ACTION ITEM:
Only one stretch of the records below should be repeated. It starts with the line containing "Wall-clock refresh period" and goes on through the line containing "let state = AppState::new(ward);", exactly as written.

STORED DATA:
=-=-=
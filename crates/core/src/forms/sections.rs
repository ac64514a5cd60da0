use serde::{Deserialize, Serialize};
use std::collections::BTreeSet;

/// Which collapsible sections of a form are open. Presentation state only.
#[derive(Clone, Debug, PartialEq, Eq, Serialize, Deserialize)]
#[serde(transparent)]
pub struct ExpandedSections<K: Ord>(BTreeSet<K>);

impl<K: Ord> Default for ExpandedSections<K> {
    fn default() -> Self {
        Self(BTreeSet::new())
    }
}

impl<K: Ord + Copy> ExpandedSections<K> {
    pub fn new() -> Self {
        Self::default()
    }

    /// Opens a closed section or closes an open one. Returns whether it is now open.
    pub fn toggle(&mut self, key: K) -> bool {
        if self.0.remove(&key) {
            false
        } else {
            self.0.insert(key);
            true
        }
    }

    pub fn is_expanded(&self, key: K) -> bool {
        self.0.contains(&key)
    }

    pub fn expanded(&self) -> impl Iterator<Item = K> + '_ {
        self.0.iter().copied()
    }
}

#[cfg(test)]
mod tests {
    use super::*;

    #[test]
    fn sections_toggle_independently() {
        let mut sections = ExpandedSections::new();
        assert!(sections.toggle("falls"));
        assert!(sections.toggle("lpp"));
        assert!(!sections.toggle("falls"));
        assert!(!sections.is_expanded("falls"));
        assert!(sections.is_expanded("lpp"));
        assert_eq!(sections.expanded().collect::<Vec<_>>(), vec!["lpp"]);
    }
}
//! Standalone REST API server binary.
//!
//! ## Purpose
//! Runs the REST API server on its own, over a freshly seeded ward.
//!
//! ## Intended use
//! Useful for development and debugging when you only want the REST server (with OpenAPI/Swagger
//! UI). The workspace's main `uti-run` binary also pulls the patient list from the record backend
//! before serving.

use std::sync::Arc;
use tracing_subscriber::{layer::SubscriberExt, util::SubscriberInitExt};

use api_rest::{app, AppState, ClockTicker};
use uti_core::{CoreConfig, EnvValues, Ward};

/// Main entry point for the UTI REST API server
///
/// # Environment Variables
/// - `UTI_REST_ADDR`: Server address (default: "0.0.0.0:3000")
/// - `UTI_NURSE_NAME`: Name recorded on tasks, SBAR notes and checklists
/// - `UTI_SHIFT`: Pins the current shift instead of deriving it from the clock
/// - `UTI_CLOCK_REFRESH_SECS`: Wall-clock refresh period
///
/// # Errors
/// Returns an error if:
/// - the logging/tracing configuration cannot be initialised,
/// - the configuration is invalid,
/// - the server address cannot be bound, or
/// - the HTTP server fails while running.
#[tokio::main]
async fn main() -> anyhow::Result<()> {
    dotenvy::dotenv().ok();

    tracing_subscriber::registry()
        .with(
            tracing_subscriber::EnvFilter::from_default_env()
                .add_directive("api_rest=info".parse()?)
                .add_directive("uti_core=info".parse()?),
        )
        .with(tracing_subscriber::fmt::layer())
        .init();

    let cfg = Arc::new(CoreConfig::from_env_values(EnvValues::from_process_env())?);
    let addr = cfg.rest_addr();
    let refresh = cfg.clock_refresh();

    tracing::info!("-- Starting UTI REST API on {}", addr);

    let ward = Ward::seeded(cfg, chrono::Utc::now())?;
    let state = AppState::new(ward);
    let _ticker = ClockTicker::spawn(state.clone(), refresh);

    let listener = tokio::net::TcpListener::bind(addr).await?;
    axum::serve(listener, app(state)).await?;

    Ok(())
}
=-=-=
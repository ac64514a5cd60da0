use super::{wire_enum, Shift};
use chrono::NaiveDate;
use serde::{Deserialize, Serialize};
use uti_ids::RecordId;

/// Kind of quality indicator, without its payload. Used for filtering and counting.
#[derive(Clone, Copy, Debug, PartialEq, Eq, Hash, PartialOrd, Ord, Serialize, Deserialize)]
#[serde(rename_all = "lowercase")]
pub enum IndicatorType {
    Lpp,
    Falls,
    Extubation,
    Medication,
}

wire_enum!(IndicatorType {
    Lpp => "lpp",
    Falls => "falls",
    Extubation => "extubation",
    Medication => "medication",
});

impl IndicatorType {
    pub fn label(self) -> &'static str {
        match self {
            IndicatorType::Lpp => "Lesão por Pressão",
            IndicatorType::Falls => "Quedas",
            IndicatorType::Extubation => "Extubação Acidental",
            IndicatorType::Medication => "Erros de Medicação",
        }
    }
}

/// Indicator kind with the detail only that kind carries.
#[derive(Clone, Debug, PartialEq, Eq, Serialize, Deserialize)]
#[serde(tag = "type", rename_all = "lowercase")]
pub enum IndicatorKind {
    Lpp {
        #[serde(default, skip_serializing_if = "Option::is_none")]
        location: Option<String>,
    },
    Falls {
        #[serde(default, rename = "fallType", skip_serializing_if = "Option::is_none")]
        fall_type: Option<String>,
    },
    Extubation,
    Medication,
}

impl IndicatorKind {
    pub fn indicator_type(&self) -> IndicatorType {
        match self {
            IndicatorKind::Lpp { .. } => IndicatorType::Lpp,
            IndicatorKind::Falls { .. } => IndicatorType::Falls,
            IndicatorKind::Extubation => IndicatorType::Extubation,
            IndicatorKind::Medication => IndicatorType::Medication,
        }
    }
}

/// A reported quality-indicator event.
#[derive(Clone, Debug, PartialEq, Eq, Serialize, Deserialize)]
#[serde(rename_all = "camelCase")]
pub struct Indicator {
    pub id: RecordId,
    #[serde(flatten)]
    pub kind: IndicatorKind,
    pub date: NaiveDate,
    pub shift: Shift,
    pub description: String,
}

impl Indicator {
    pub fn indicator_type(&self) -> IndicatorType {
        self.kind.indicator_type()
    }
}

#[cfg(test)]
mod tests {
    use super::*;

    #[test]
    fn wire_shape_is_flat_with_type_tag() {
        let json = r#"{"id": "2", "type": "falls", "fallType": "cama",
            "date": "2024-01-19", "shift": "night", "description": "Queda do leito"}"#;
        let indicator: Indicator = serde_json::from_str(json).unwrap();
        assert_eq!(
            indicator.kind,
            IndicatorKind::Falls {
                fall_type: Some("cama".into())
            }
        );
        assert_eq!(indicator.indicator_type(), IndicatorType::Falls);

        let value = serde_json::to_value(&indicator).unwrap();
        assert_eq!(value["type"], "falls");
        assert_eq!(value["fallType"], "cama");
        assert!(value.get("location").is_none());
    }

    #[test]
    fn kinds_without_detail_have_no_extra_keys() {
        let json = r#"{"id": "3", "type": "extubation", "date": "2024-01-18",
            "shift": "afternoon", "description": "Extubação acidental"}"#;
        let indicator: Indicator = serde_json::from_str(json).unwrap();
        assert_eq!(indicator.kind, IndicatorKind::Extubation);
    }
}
=-=-=
EXERCISE SOLUTION:
/// - `UTI_CLOCK_REFRESH_SECS`: Wall-clock refresh period
///
/// # Errors
/// Returns an error if:
/// - the logging/tracing configuration cannot be initialised,
/// - the configuration is invalid,
/// - the server address cannot be bound, or
/// - the HTTP server fails while running.
#[tokio::main]
async fn main() -> anyhow::Result<()> {
    dotenvy::dotenv().ok();

    tracing_subscriber::registry()
        .with(
            tracing_subscriber::EnvFilter::from_default_env()
                .add_directive("api_rest=info".parse()?)
                .add_directive("uti_core=info".parse()?),
        )
        .with(tracing_subscriber::fmt::layer())
        .init();

    let cfg = Arc::new(CoreConfig::from_env_values(EnvValues::from_process_env())?);
    let addr = cfg.rest_addr();
    let refresh = cfg.clock_refresh();

    tracing::info!("-- Starting UTI REST API on {}", addr);

    let ward = Ward::seeded(cfg, chrono::Utc::now())?;
    let state = AppState::new(ward);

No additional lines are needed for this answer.